EXERCISE INSTRUCTIONS: Your task is to copy the stretch of lines in the records below that begins with the line containing "Some(s) => match parse_canonical_uuid(s)" and ends with the line containing "must be within", exactly as written, with nothing added.
### MATERIAL PROVIDED ###
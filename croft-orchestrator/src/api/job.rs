//! Job API Handlers
//!
//! HTTP endpoints for job submission and status queries.

use axum::{
    Json,
    extract::{Path, Query, State},
    http::StatusCode,
};
use croft_core::domain::job::Job;
use croft_core::domain::log::LogEntry;
use croft_core::dto::job::{JobAccepted, ListJobs};
use uuid::Uuid;

use crate::api::AppState;
use crate::api::error::ApiResult;
use crate::service::{job_service, log_service};

// =============================================================================
// Submission Endpoints
// =============================================================================

/// POST /jobs/import
/// Accept raw CSV text and enqueue a production import job
pub async fn submit_import(
    State(state): State<AppState>,
    body: String,
) -> ApiResult<(StatusCode, Json<JobAccepted>)> {
    tracing::info!("Submitting import job ({} bytes)", body.len());

    let job = job_service::submit_import(&state.pool, body, state.payload_ttl).await?;

    Ok((StatusCode::ACCEPTED, Json(JobAccepted::from(&job))))
}

/// POST /jobs/report
/// Enqueue an investor report job
pub async fn submit_report(
    State(state): State<AppState>,
) -> ApiResult<(StatusCode, Json<JobAccepted>)> {
    tracing::info!("Submitting report job");

    let job = job_service::submit_report(&state.pool).await?;

    Ok((StatusCode::ACCEPTED, Json(JobAccepted::from(&job))))
}

// =============================================================================
// Query Endpoints
// =============================================================================

/// GET /jobs/{id}
/// Get the current state of a job
pub async fn get_job(State(state): State<AppState>, Path(id): Path<Uuid>) -> ApiResult<Json<Job>> {
    tracing::debug!("Getting job: {}", id);

    let job = job_service::get_job(&state.pool, id).await?;

    Ok(Json(job))
}

/// GET /jobs
/// List jobs, optionally filtered with `?status=`
pub async fn list_jobs(
    State(state): State<AppState>,
    Query(filter): Query<ListJobs>,
) -> ApiResult<Json<Vec<Job>>> {
    tracing::debug!("Listing jobs (status filter: {:?})", filter.status);

    let jobs = job_service::list_jobs(&state.pool, filter).await?;

    Ok(Json(jobs))
}

/// GET /jobs/{id}/logs
/// Get the log entries recorded while the job was processed
pub async fn get_job_logs(
    State(state): State<AppState>,
    Path(id): Path<Uuid>,
) -> ApiResult<Json<Vec<LogEntry>>> {
    tracing::debug!("Getting logs for job: {}", id);

    let logs = log_service::get_job_logs(&state.pool, id).await?;

    Ok(Json(logs))
}
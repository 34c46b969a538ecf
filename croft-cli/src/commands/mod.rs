//! Commands module
//!
//! Defines all CLI commands and their handlers.

mod job;

pub use job::JobCommands;

use anyhow::Result;
use clap::Subcommand;

use crate::config::Config;

/// Top-level CLI commands
#[derive(Subcommand)]
pub enum Commands {
    /// Job submission and status
    Job {
        #[command(subcommand)]
        command: JobCommands,
    },
}

/// Handle a CLI command
///
/// Routes the command to the appropriate handler module.
pub async fn handle_command(command: Commands, config: &Config) -> Result<()> {
    match command {
        Commands::Job { command } => job::handle_job_command(command, config).await,
    }
}
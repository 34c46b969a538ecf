//! Job dispatch
//!
//! Routes a claimed job to the handler for its type.

use croft_core::domain::job::{Job, JobOutcome, JobStatus, JobType};
use std::sync::Arc;

use crate::error::DispatchError;
use crate::service::{ImportService, LogBufferService, ReportSynthesizer};

/// How a handler left the job it ran
#[derive(Debug, Clone, PartialEq, Eq)]
pub enum Handled {
    /// The poller still has to write this outcome
    Finalize(JobOutcome),
    /// The handler completed the job in the transaction that stored its work
    Committed,
}

impl Handled {
    pub fn status(&self) -> JobStatus {
        match self {
            Handled::Finalize(outcome) => outcome.status(),
            Handled::Committed => JobStatus::Completed,
        }
    }
}

pub struct Dispatcher {
    import: ImportService,
    report: Arc<dyn ReportSynthesizer>,
}

impl Dispatcher {
    pub fn new(import: ImportService, report: Arc<dyn ReportSynthesizer>) -> Self {
        Self { import, report }
    }

    /// Runs the handler for `job`
    pub async fn dispatch(
        &self,
        job: &Job,
        logs: &dyn LogBufferService,
    ) -> Result<Handled, DispatchError> {
        match job.job_type {
            JobType::ProductionImport => {
                self.import.run(job.id, logs).await?;
                Ok(Handled::Committed)
            }
            JobType::InvestorReport => {
                let uri = self
                    .report
                    .synthesize(job.id)
                    .await
                    .map_err(DispatchError::Report)?;
                logs.info(format!("Report available at {}", uri));
                Ok(Handled::Finalize(JobOutcome::Completed {
                    message: None,
                    uri: Some(uri),
                }))
            }
        }
    }
}
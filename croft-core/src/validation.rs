//! Production record validation
//!
//! Turns one untrusted CSV row into a [`ProductionEvent`], or into a
//! [`RowRejection`] listing every problem found with the row.

use chrono::{DateTime, Months, NaiveDate, NaiveDateTime, TimeZone, Utc};
use std::collections::HashMap;
use uuid::Uuid;

use crate::domain::production::{EventType, ProductionEvent};

pub const MAX_QUANTITY: f64 = 10_000.0;
pub const MAX_NOTES_CHARS: usize = 1000;
pub const YEARS_BACK: u32 = 10;
pub const YEARS_FORWARD: u32 = 1;

/// Untyped row as read from the payload: header name -> raw cell text
#[derive(Debug, Clone, Default, PartialEq, Eq)]
pub struct RawRow {
    fields: HashMap<String, String>,
}

impl RawRow {
    pub fn new() -> Self {
        Self::default()
    }

    pub fn insert(&mut self, field: impl Into<String>, value: impl Into<String>) {
        self.fields.insert(field.into(), value.into());
    }

    /// Trimmed value of `field`; empty after trimming counts as missing
    pub fn get(&self, field: &str) -> Option<&str> {
        self.fields
            .get(field)
            .map(|v| v.trim())
            .filter(|v| !v.is_empty())
    }
}

impl<K: Into<String>, V: Into<String>> FromIterator<(K, V)> for RawRow {
    fn from_iter<I: IntoIterator<Item = (K, V)>>(iter: I) -> Self {
        let mut row = RawRow::new();
        for (k, v) in iter {
            row.insert(k, v);
        }
        row
    }
}

/// Every violation found for one row
#[derive(Debug, Clone, PartialEq, Eq)]
pub struct RowRejection {
    /// 1-based position in the batch
    pub row: usize,
    /// Messages, each prefixed with `Row <n>: `
    pub violations: Vec<String>,
}

impl std::fmt::Display for RowRejection {
    fn fmt(&self, f: &mut std::fmt::Formatter<'_>) -> std::fmt::Result {
        f.write_str(&self.violations.join("; "))
    }
}

/// Validates and normalizes one row against the reference instant `now`
pub fn validate_row(
    raw: &RawRow,
    row: usize,
    now: DateTime<Utc>,
) -> Result<ProductionEvent, RowRejection> {
    let mut violations = Vec::new();
    let mut reject = |msg: String| violations.push(format!("Row {}: {}", row, msg));

    let species_id = match raw.get("species_id") {
        None => {
            reject("species_id is required".to_string());
            None
        }
        Some(s) => match parse_canonical_uuid(s) {
            Some(id) => Some(id),
            None => {
                reject(format!("species_id '{}' is not a valid UUID", s));
                None
            }
        },
    };

    let event_type = match raw.get("event_type") {
        None => {
            reject("event_type is required".to_string());
            None
        }
        Some(s) => match EventType::parse(s) {
            Some(t) => Some(t),
            None => {
                reject(format!(
                    "event_type '{}' is not allowed (expected one of: {})",
                    s,
                    EventType::allowed_values()
                ));
                None
            }
        },
    };

    let date = match raw.get("date") {
        None => {
            reject("date is required".to_string());
            None
        }
        Some(s) => match parse_date(s) {
            None => {
                reject(format!("date '{}' is not a valid date", s));
                None
            }
            Some(date) => {
                let (earliest, latest) = date_window(now);
                if date < earliest || date > latest {
                    reject(format!(
                        "date '{}' must be within the last {} years and the next {} year",
                        s, YEARS_BACK, YEARS_FORWARD
                    ));
                    None
                } else {
                    Some(date)
                }
            }
        },
    };

    let quantity = match raw.get("quantity") {
        None => Ok(None),
        Some(s) => match s.parse::<f64>() {
            Ok(q) if !q.is_finite() => Err(format!("quantity '{}' is not a number", s)),
            Ok(q) if q < 0.0 => Err(format!("quantity {} must not be negative", s)),
            Ok(q) if q > MAX_QUANTITY => Err(format!(
                "quantity {} exceeds the maximum of {}",
                s, MAX_QUANTITY
            )),
            Ok(q) => Ok(Some(q)),
            Err(_) => Err(format!("quantity '{}' is not a number", s)),
        },
    };
    let quantity = quantity.unwrap_or_else(|msg| {
        reject(msg);
        None
    });

    let notes = raw.get("notes").map(str::to_string);
    if let Some(n) = &notes {
        let len = n.chars().count();
        if len > MAX_NOTES_CHARS {
            reject(format!(
                "notes are {} characters long (maximum {})",
                len, MAX_NOTES_CHARS
            ));
        }
    }

    match (species_id, event_type, date) {
        (Some(species_id), Some(event_type), Some(date)) if violations.is_empty() => {
            Ok(ProductionEvent {
                species_id,
                event_type,
                date,
                quantity,
                notes,
            })
        }
        _ => Err(RowRejection { row, violations }),
    }
}

/// Accepts only the hyphenated 8-4-4-4-12 form
fn parse_canonical_uuid(s: &str) -> Option<Uuid> {
    if s.len() != 36 {
        return None;
    }
    Uuid::try_parse(s).ok()
}

/// Parses RFC 3339, ISO date-times without offset, and plain dates (UTC)
fn parse_date(s: &str) -> Option<DateTime<Utc>> {
    if let Ok(dt) = DateTime::parse_from_rfc3339(s) {
        return Some(dt.with_timezone(&Utc));
    }

    const NAIVE_FORMATS: [&str; 3] = [
        "%Y-%m-%dT%H:%M:%S%.f",
        "%Y-%m-%d %H:%M:%S%.f",
        "%Y-%m-%d %H:%M",
    ];
    for format in NAIVE_FORMATS {
        if let Ok(naive) = NaiveDateTime::parse_from_str(s, format) {
            return Some(Utc.from_utc_datetime(&naive));
        }
    }

    NaiveDate::parse_from_str(s, "%Y-%m-%d")
        .ok()
        .and_then(|d| d.and_hms_opt(0, 0, 0))
        .map(|naive| Utc.from_utc_datetime(&naive))
}

/// Inclusive `[now - 10 years, now + 1 year]`
fn date_window(now: DateTime<Utc>) -> (DateTime<Utc>, DateTime<Utc>) {
    let earliest = now
        .checked_sub_months(Months::new(12 * YEARS_BACK))
        .unwrap_or(DateTime::<Utc>::MIN_UTC);
    let latest = now
        .checked_add_months(Months::new(12 * YEARS_FORWARD))
        .unwrap_or(DateTime::<Utc>::MAX_UTC);
    (earliest, latest)
}
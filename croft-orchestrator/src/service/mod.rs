//! Service Module
//!
//! Business logic layer for the orchestrator.
//! Services orchestrate between repositories and contain domain logic.

pub mod job;
pub mod log;

// Re-export for convenience
pub use job as job_service;
pub use log as log_service;
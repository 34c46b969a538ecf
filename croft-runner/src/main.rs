//! Croft Runner
//!
//! A worker that drains the job queue shared with the orchestrator.
//!
//! Architecture:
//! - Configuration: Load settings from environment or defaults
//! - Repositories: Postgres access to jobs, staged payloads, events and logs
//! - Services: Business logic (imports, report synthesis, log buffering)
//! - Scheduler: Job claiming, dispatch and finalization
//!
//! Any number of runners may share one database; each job is claimed by
//! exactly one of them.

mod config;
mod error;
mod repository;
mod scheduler;
mod service;

use anyhow::Result;
use sqlx::PgPool;
use sqlx::postgres::PgPoolOptions;
use std::sync::Arc;
use std::time::Duration;
use tracing::{error, info, warn};
use tracing_subscriber::{layer::SubscriberExt, util::SubscriberInitExt};

use crate::config::Config;
use crate::repository::{PgEventRepository, PgJobRepository, PgLogRepository, PgPayloadRepository};
use crate::scheduler::{Dispatcher, JobPoller};
use crate::service::{FileReportSynthesizer, ImportService};

#[tokio::main]
async fn main() -> Result<()> {
    // Initialize logging
    tracing_subscriber::registry()
        .with(
            tracing_subscriber::EnvFilter::try_from_default_env()
                .unwrap_or_else(|_| "croft_runner=info".into()),
        )
        .with(tracing_subscriber::fmt::layer())
        .init();

    info!("Starting Croft Runner");

    // Load configuration
    let config = Config::from_env();
    config.validate()?;
    info!(
        "Loaded configuration: worker_id={}, report_dir={}",
        config.worker_id,
        config.report_dir.display()
    );

    let pool = connect_with_retry(&config.database_url).await?;

    info!("Database connection pool created");

    // Initialize repositories and services
    let jobs = Arc::new(PgJobRepository::new(pool.clone()));
    let payloads = Arc::new(PgPayloadRepository::new(pool.clone()));
    let events = Arc::new(PgEventRepository::new(pool.clone()));
    let logs = Arc::new(PgLogRepository::new(pool));

    let import = ImportService::new(payloads.clone(), events.clone());
    let report = FileReportSynthesizer::new(
        events,
        config.report_dir.clone(),
        config.report_base_uri.clone(),
    );
    let dispatcher = Arc::new(Dispatcher::new(import, Arc::new(report)));

    info!("Services initialized");

    let poller = JobPoller::new(config, jobs, payloads, logs, dispatcher);

    // Start polling loop
    if let Err(e) = poller.run().await {
        error!("Poller error: {}", e);
        return Err(e);
    }

    Ok(())
}

/// Connects to the database with exponential backoff
///
/// The database may not be accepting connections yet when the runner starts
/// (common in container environments).
async fn connect_with_retry(database_url: &str) -> Result<PgPool> {
    const MAX_RETRIES: u32 = 10;
    const INITIAL_DELAY_MS: u64 = 500;
    const MAX_DELAY_MS: u64 = 30_000;

    let mut attempt = 0;
    let mut delay_ms = INITIAL_DELAY_MS;

    loop {
        attempt += 1;

        match PgPoolOptions::new()
            .max_connections(5)
            .acquire_timeout(Duration::from_secs(5))
            .connect(database_url)
            .await
        {
            Ok(pool) => {
                if attempt > 1 {
                    info!("Connected to database after {} attempt(s)", attempt);
                }
                return Ok(pool);
            }
            Err(e) => {
                if attempt >= MAX_RETRIES {
                    error!("Failed to connect to database after {} attempts", MAX_RETRIES);
                    return Err(anyhow::anyhow!("Failed to connect to database: {}", e));
                }

                warn!(
                    "Failed to connect to database (attempt {}/{}): {}",
                    attempt, MAX_RETRIES, e
                );
                warn!("Retrying in {} ms...", delay_ms);

                tokio::time::sleep(Duration::from_millis(delay_ms)).await;

                // Exponential backoff with cap
                delay_ms = (delay_ms * 2).min(MAX_DELAY_MS);
            }
        }
    }
}
//! Job domain types

use serde::{Deserialize, Serialize};
use uuid::Uuid;

/// Asynchronous job record
///
/// Structure shared between orchestrator (creates, serves) and runner (claims, finalizes).
#[derive(Debug, Clone, Serialize, Deserialize)]
pub struct Job {
    pub id: Uuid,
    #[serde(rename = "type")]
    pub job_type: JobType,
    pub status: JobStatus,
    pub created_at: chrono::DateTime<chrono::Utc>,
    pub started_at: Option<chrono::DateTime<chrono::Utc>>,
    pub completed_at: Option<chrono::DateTime<chrono::Utc>>,
    pub worker_id: Option<String>,
    pub lease_expires_at: Option<chrono::DateTime<chrono::Utc>>,
    /// Set only when the job failed
    pub error_message: Option<String>,
    /// Set only for completed report jobs
    pub uri: Option<String>,
    /// Completion note (e.g. how many rows were rejected)
    pub message: Option<String>,
}

impl Job {
    /// Creates a fresh pending job
    pub fn pending(job_type: JobType) -> Self {
        Self {
            id: Uuid::new_v4(),
            job_type,
            status: JobStatus::Pending,
            created_at: chrono::Utc::now(),
            started_at: None,
            completed_at: None,
            worker_id: None,
            lease_expires_at: None,
            error_message: None,
            uri: None,
            message: None,
        }
    }
}

/// Kind of work a job performs
#[derive(Debug, Clone, Copy, PartialEq, Eq, Hash, Serialize, Deserialize)]
#[serde(rename_all = "snake_case")]
pub enum JobType {
    ProductionImport,
    InvestorReport,
}

impl JobType {
    pub fn as_str(&self) -> &'static str {
        match self {
            JobType::ProductionImport => "production_import",
            JobType::InvestorReport => "investor_report",
        }
    }

    pub fn parse(s: &str) -> Option<Self> {
        match s {
            "production_import" => Some(JobType::ProductionImport),
            "investor_report" => Some(JobType::InvestorReport),
            _ => None,
        }
    }
}

impl std::fmt::Display for JobType {
    fn fmt(&self, f: &mut std::fmt::Formatter<'_>) -> std::fmt::Result {
        f.write_str(self.as_str())
    }
}

/// Job lifecycle status
///
/// `Pending -> Running -> {Completed, Failed}`. Nothing ever returns to `Pending`.
#[derive(Debug, Clone, Copy, PartialEq, Eq, Hash, Serialize, Deserialize)]
#[serde(rename_all = "snake_case")]
pub enum JobStatus {
    Pending,
    Running,
    Completed,
    Failed,
}

impl JobStatus {
    pub fn as_str(&self) -> &'static str {
        match self {
            JobStatus::Pending => "pending",
            JobStatus::Running => "running",
            JobStatus::Completed => "completed",
            JobStatus::Failed => "failed",
        }
    }

    pub fn parse(s: &str) -> Option<Self> {
        match s {
            "pending" => Some(JobStatus::Pending),
            "running" => Some(JobStatus::Running),
            "completed" => Some(JobStatus::Completed),
            "failed" => Some(JobStatus::Failed),
            _ => None,
        }
    }

    pub fn is_terminal(&self) -> bool {
        matches!(self, JobStatus::Completed | JobStatus::Failed)
    }

    /// Whether `self -> next` is a legal lifecycle step
    pub fn can_transition_to(&self, next: JobStatus) -> bool {
        matches!(
            (self, next),
            (JobStatus::Pending, JobStatus::Running)
                | (JobStatus::Running, JobStatus::Completed)
                | (JobStatus::Running, JobStatus::Failed)
        )
    }
}

impl std::fmt::Display for JobStatus {
    fn fmt(&self, f: &mut std::fmt::Formatter<'_>) -> std::fmt::Result {
        f.write_str(self.as_str())
    }
}

/// Terminal outcome written by the dispatch loop
#[derive(Debug, Clone, PartialEq, Eq)]
pub enum JobOutcome {
    Completed {
        message: Option<String>,
        uri: Option<String>,
    },
    Failed {
        error_message: String,
    },
}

impl JobOutcome {
    pub fn status(&self) -> JobStatus {
        match self {
            JobOutcome::Completed { .. } => JobStatus::Completed,
            JobOutcome::Failed { .. } => JobStatus::Failed,
        }
    }
}
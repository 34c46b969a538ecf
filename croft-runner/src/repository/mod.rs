//! Repository layer
//!
//! Repositories are thin wrappers over the shared Postgres store. They hold
//! no business logic: claim and finalize statements, staged payload access,
//! the production event table and the job log table.
//!
//! All repositories are trait-based so the dispatch loop can run against
//! in-memory stores in tests.

mod events;
mod jobs;
mod logs;
mod payloads;

#[cfg(test)]
pub mod memory;
#[cfg(test)]
mod test_db;

// Re-export traits
pub use events::EventRepository;
pub use jobs::JobRepository;
pub use logs::LogRepository;
pub use payloads::PayloadRepository;

// Re-export implementations
pub use events::PgEventRepository;
pub use jobs::PgJobRepository;
pub use logs::PgLogRepository;
pub use payloads::PgPayloadRepository;
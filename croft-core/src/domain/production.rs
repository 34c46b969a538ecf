//! Production event domain types

use serde::{Deserialize, Serialize};
use uuid::Uuid;

/// A validated production event, ready to be written by an import job
#[derive(Debug, Clone, PartialEq, Serialize, Deserialize)]
pub struct ProductionEvent {
    pub species_id: Uuid,
    pub event_type: EventType,
    pub date: chrono::DateTime<chrono::Utc>,
    pub quantity: Option<f64>,
    pub notes: Option<String>,
}

impl ProductionEvent {
    /// ISO-8601 rendering of `date` with millisecond precision, e.g. `2024-01-01T00:00:00.000Z`
    pub fn date_iso(&self) -> String {
        self.date.to_rfc3339_opts(chrono::SecondsFormat::Millis, true)
    }
}

/// Kind of production event
#[derive(Debug, Clone, Copy, PartialEq, Eq, Hash, PartialOrd, Ord, Serialize, Deserialize)]
#[serde(rename_all = "snake_case")]
pub enum EventType {
    Birth,
    Death,
    MilkVolume,
    EggCount,
    Weight,
    Vaccination,
    Treatment,
    Breeding,
}

impl EventType {
    pub const ALL: [EventType; 8] = [
        EventType::Birth,
        EventType::Death,
        EventType::MilkVolume,
        EventType::EggCount,
        EventType::Weight,
        EventType::Vaccination,
        EventType::Treatment,
        EventType::Breeding,
    ];

    pub fn as_str(&self) -> &'static str {
        match self {
            EventType::Birth => "birth",
            EventType::Death => "death",
            EventType::MilkVolume => "milk_volume",
            EventType::EggCount => "egg_count",
            EventType::Weight => "weight",
            EventType::Vaccination => "vaccination",
            EventType::Treatment => "treatment",
            EventType::Breeding => "breeding",
        }
    }

    /// Case-insensitive lookup
    pub fn parse(s: &str) -> Option<Self> {
        let lower = s.to_ascii_lowercase();
        Self::ALL.into_iter().find(|t| t.as_str() == lower)
    }

    /// Comma-separated list of accepted values, for error messages
    pub fn allowed_values() -> String {
        Self::ALL
            .iter()
            .map(|t| t.as_str())
            .collect::<Vec<_>>()
            .join(", ")
    }
}

impl std::fmt::Display for EventType {
    fn fmt(&self, f: &mut std::fmt::Formatter<'_>) -> std::fmt::Result {
        f.write_str(self.as_str())
    }
}

/// Aggregate of stored events for one event type, used by investor reports
#[derive(Debug, Clone, PartialEq, Serialize, Deserialize)]
pub struct EventSummary {
    pub event_type: EventType,
    pub count: i64,
    pub quantity_total: f64,
    pub first_date: Option<chrono::DateTime<chrono::Utc>>,
    pub last_date: Option<chrono::DateTime<chrono::Utc>>,
}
###
PROBLEM SOLUTION:
        Some(s) => match parse_canonical_uuid(s) {
            Some(id) => Some(id),
            None => {
                reject(format!("species_id '{}' is not a valid UUID", s));
                None
            }
        },
    };

    let event_type = match raw.get("event_type") {
        None => {
            reject("event_type is required".to_string());
            None
        }
        Some(s) => match EventType::parse(s) {
            Some(t) => Some(t),
            None => {
                reject(format!(
                    "event_type '{}' is not allowed (expected one of: {})",
                    s,
                    EventType::allowed_values()
                ));
                None
            }
        },
    };

    let date = match raw.get("date") {
        None => {
            reject("date is required".to_string());
            None
        }
        Some(s) => match parse_date(s) {
            None => {
                reject(format!("date '{}' is not a valid date", s));
                None
            }
            Some(date) => {
                let (earliest, latest) = date_window(now);
                if date < earliest || date > latest {
                    reject(format!(
                        "date '{}' must be within the last {} years and the next {} year",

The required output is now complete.